Qu’est-ce que le « contrat racial »? Entretien avec Aly Ndiaye, alias Webster

CHRONIQUE | « Il s’agit de considérer que la notion de race est au fondement de notre monde. »

Le « contrat social » est une fable philosophique qui tente d’expliquer comment un peuple consentirait rationnellement à être soumis au pouvoir d’un État. Développée par des philosophes politiques comme Jean-Jacques Rousseau, Thomas Hobbes, John Locke et Samuel von Pufendorf, cette fable rapporte que les peuples vivaient d’abord dans un « état de nature » sans gouvernement, avant de se concerter pour former un État qui allait les protéger et protéger leurs propriétés.

Le « contractualisme » est encore très important dans la philosophie politique contemporaine (par exemple chez John Rawls) pour discuter des enjeux de justice, d’équité, etc.

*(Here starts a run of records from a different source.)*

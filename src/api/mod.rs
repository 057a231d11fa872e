mod auth;
mod error;

use axum::Router;

use crate::state::AppState;

pub use auth::{ExchangeError, exchange_auth_key};
pub use error::ApiError;

/// Create the API router.
pub fn create_api_router(state: AppState) -> Router {
    Router::new()
        .nest("/auth", auth::router(state))
        .fallback(not_found)
}

async fn not_found() -> ApiError {
    ApiError::not_found("Not found")
}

La féministe Carole Pateman a critiqué cette approche, dans son livre Le Contrat sexuel (1988), qui souligne l’importance de prendre en compte les rapports concrets entre les hommes et les femmes, pour montrer les faiblesses des théories du contrat social.

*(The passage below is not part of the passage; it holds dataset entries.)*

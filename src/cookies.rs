//! Session cookie set.
//!
//! A session is written as five cookies on one response:
//! - `session`: the full session as JSON (HttpOnly)
//! - `accessToken`: bare access token mirror (HttpOnly, 15 minutes)
//! - `refreshToken`: bare refresh token mirror (HttpOnly, 7 days)
//! - `user_info`: public user snapshot as JSON (browser-readable)
//! - `auth_status`: the literal `authenticated` (browser-readable)
//!
//! The set is always written or cleared as a whole.

use axum_extra::extract::cookie::{Cookie, CookieJar, SameSite};
use time::Duration;

use crate::session::Session;

pub const SESSION_COOKIE: &str = "session";
pub const ACCESS_TOKEN_COOKIE: &str = "accessToken";
pub const REFRESH_TOKEN_COOKIE: &str = "refreshToken";
pub const USER_INFO_COOKIE: &str = "user_info";
pub const AUTH_STATUS_COOKIE: &str = "auth_status";

/// Every cookie belonging to the session set.
pub const SESSION_COOKIE_NAMES: [&str; 5] = [
    SESSION_COOKIE,
    ACCESS_TOKEN_COOKIE,
    REFRESH_TOKEN_COOKIE,
    USER_INFO_COOKIE,
    AUTH_STATUS_COOKIE,
];

/// Value of `auth_status` for a signed-in browser.
pub const AUTHENTICATED: &str = "authenticated";

/// Default session lifetime: 7 days
pub const SESSION_MAX_AGE_SECS: i64 = 7 * 24 * 60 * 60;

/// Lifetime of the bare access token mirror: 15 minutes
pub const ACCESS_TOKEN_MAX_AGE_SECS: i64 = 15 * 60;

/// Lifetime of the bare refresh token mirror: 7 days
pub const REFRESH_TOKEN_MAX_AGE_SECS: i64 = 7 * 24 * 60 * 60;

/// Deployment-wide cookie attributes.
#[derive(Debug, Clone, Copy, Default)]
pub struct CookieSettings {
    /// Set the `Secure` flag (production deployments behind HTTPS).
    pub secure: bool,
}

/// Per-write options for [`apply_session`].
#[derive(Debug, Clone, Copy, Default)]
pub struct SessionCookieOptions {
    /// Token lifetime reported by the identity service, in seconds.
    pub expires_in: Option<i64>,
}

impl SessionCookieOptions {
    fn session_max_age(&self) -> Duration {
        let secs = self
            .expires_in
            .filter(|secs| *secs > 0)
            .unwrap_or(SESSION_MAX_AGE_SECS);
        Duration::seconds(secs)
    }
}

/// Write the whole session cookie set to `jar`.
pub fn apply_session(
    jar: CookieJar,
    session: &Session,
    settings: CookieSettings,
    options: SessionCookieOptions,
) -> CookieJar {
    let max_age = options.session_max_age();
    let user_info = serde_json::to_string(&session.user_info()).unwrap_or_else(|_| "{}".into());

    let jar = jar
        .add(build(SESSION_COOKIE, session.to_cookie_value(), true, max_age, settings))
        .add(build(
            ACCESS_TOKEN_COOKIE,
            session.token.clone(),
            true,
            Duration::seconds(ACCESS_TOKEN_MAX_AGE_SECS),
            settings,
        ))
        .add(build(USER_INFO_COOKIE, user_info, false, max_age, settings))
        .add(build(AUTH_STATUS_COOKIE, AUTHENTICATED.to_string(), false, max_age, settings));

    match &session.refresh_token {
        Some(refresh_token) => jar.add(build(
            REFRESH_TOKEN_COOKIE,
            refresh_token.clone(),
            true,
            Duration::seconds(REFRESH_TOKEN_MAX_AGE_SECS),
            settings,
        )),
        None => jar.add(removal(REFRESH_TOKEN_COOKIE)),
    }
}

/// Delete the whole session cookie set, whether or not the request carried it.
pub fn clear_session(jar: CookieJar) -> CookieJar {
    SESSION_COOKIE_NAMES
        .iter()
        .fold(jar, |jar, name| jar.add(removal(name)))
}

fn build(
    name: &'static str,
    value: String,
    http_only: bool,
    max_age: Duration,
    settings: CookieSettings,
) -> Cookie<'static> {
    Cookie::build((name, value))
        .http_only(http_only)
        .secure(settings.secure)
        .same_site(SameSite::Lax)
        .path("/")
        .max_age(max_age)
        .build()
}

fn removal(name: &'static str) -> Cookie<'static> {
    let mut cookie = Cookie::build((name, "")).path("/").build();
    cookie.make_removal();
    cookie
}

Le philosophe afro-américain Charles W. Mills, qui a collaboré avec Carole Pateman, a pour sa part écrit Le contrat racial, paru en 1997. Il introduit alors dans l’équation les rapports raciaux, y compris le colonialisme et l’esclavagisme. Il souligne que ce « contrat racial » n’est pas une simple fable philosophique, puisqu’il est fondé sur de véritables contrats de vente et d’achat de personnes racisées, ou encore de traités qui ont permis de s’approprier leurs territoires.

Ce livre vient d’être traduit en français aux éditions Mémoire d’encrier par Aly Ndiaye, alias Webster, artiste hip pop (il faut réécouter sa chanson « SPVQ », de l’album Le Vieux d’la Montagne). Ce passionné d’histoire du Québec a aussi proposé l’exposition en ligne Fugitifs, qui présente l’histoire d’esclaves du Canada en fuite.

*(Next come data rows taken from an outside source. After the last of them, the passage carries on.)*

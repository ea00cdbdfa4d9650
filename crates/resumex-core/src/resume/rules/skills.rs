//! Skill keyword matching against a closed vocabulary.

use std::collections::{BTreeSet, HashSet};

/// Built-in skill vocabulary (lower case).
pub const SKILL_VOCABULARY: &[&str] = &[
    // Languages
    "python", "java", "c++", "c#", "javascript", "typescript", "go", "rust", "ruby", "php",
    // Machine learning and data
    "tensorflow", "pytorch", "keras", "scikit-learn", "pandas", "numpy", "matplotlib", "seaborn",
    // DevOps and cloud
    "docker", "kubernetes", "jenkins", "gitlab", "github", "aws", "azure", "gcp",
    // Front end
    "react", "vue", "angular", "next.js", "svelte", "ember",
    // Back end
    "node", "express", "django", "flask", "spring", "fastapi", "laravel",
    // Databases
    "sql", "postgresql", "mysql", "mongodb", "redis", "elasticsearch",
    // Tools and practices
    "git", "linux", "bash", "shell", "html", "css", "sass", "webpack",
    "graphql", "rest", "microservices", "oop", "functional", "agile", "scrum",
];

/// Matches resume tokens against the skill vocabulary.
#[derive(Debug, Clone)]
pub struct SkillExtractor {
    vocabulary: HashSet<String>,
}

impl SkillExtractor {
    /// Create an extractor over the built-in vocabulary.
    pub fn new() -> Self {
        Self {
            vocabulary: SKILL_VOCABULARY.iter().map(|s| s.to_string()).collect(),
        }
    }

    /// Add skills to the vocabulary.
    pub fn with_extra_skills<I, S>(mut self, skills: I) -> Self
    where
        I: IntoIterator<Item = S>,
        S: AsRef<str>,
    {
        self.vocabulary.extend(
            skills
                .into_iter()
                .map(|s| s.as_ref().trim().to_lowercase())
                .filter(|s| !s.is_empty()),
        );
        self
    }

    /// Whether a token (any case) is a known skill.
    pub fn is_skill(&self, token: &str) -> bool {
        self.vocabulary.contains(&token.to_lowercase())
    }

    /// Upper-cased vocabulary hits in the text.
    pub fn extract(&self, text: &str) -> BTreeSet<String> {
        let lowered = text.to_lowercase();
        tokenize(&lowered)
            .filter(|token| self.vocabulary.contains(*token))
            .map(|token| token.to_uppercase())
            .collect()
    }
}

impl Default for SkillExtractor {
    fn default() -> Self {
        Self::new()
    }
}

/// Word-level tokens that keep skill punctuation ("c++", "c#", "next.js", "scikit-learn").
///
/// Dots and hyphens are kept inside tokens but stripped from either end.
pub fn tokenize(text: &str) -> impl Iterator<Item = &str> {
    text.split(|c: char| !(c.is_alphanumeric() || matches!(c, '+' | '#' | '.' | '-')))
        .map(|token| token.trim_matches(|c: char| c == '.' || c == '-'))
        .filter(|token| !token.is_empty())
}

/// Skills from the built-in vocabulary.
pub fn extract_skills(text: &str) -> BTreeSet<String> {
    SkillExtractor::new().extract(text)
}

#[cfg(test)]
mod tests {
    use super::*;
    use pretty_assertions::assert_eq;

    fn set(items: &[&str]) -> BTreeSet<String> {
        items.iter().map(|s| s.to_string()).collect()
    }

    #[test]
    fn test_case_insensitive_and_deduplicated() {
        assert_eq!(extract_skills("Python and python, also PYTHON."), set(&["PYTHON"]));
    }

    #[test]
    fn test_punctuated_skills() {
        let text = "Skills: C++, C#, Next.js, scikit-learn; Docker/Kubernetes.";
        assert_eq!(
            extract_skills(text),
            set(&["C#", "C++", "DOCKER", "KUBERNETES", "NEXT.JS", "SCIKIT-LEARN"])
        );
    }

    #[test]
    fn test_whole_tokens_only() {
        assert_eq!(extract_skills("Going to Django meetups"), set(&["DJANGO"]));
        assert_eq!(extract_skills("javascripting"), BTreeSet::new());
    }

    #[test]
    fn test_idempotent() {
        let text = "Rust, Go, SQL and Redis";
        assert_eq!(extract_skills(text), extract_skills(text));
        assert_eq!(extract_skills(text), set(&["GO", "REDIS", "RUST", "SQL"]));
    }

    #[test]
    fn test_extra_skills() {
        let extractor = SkillExtractor::new().with_extra_skills(["Terraform", "  "]);
        assert!(extractor.is_skill("TERRAFORM"));
        assert_eq!(extractor.extract("terraform and ansible"), set(&["TERRAFORM"]));
    }

    #[test]
    fn test_tokenize() {
        let tokens: Vec<&str> = tokenize("node.js, --flag c++.").collect();
        assert_eq!(tokens, vec!["node.js", "flag", "c++"]);
    }
}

Je l’ai rencontré pour discuter du livre qu’il vient de traduire.

Francis Dupuis-Déri : Comment définir en quelques mots cette notion de « contrat racial »?

Aly Ndiaye : « La suprématie blanche est le système politique qui, sans jamais être nommé, a fait du monde moderne ce qu’il est aujourd’hui. » Voilà la phrase par laquelle Charles W. Mills ouvre son livre. Il s’agit donc de considérer que la notion de race est au fondement de notre monde et de comprendre que la blanchité l’a produit, à travers cette fracture raciale.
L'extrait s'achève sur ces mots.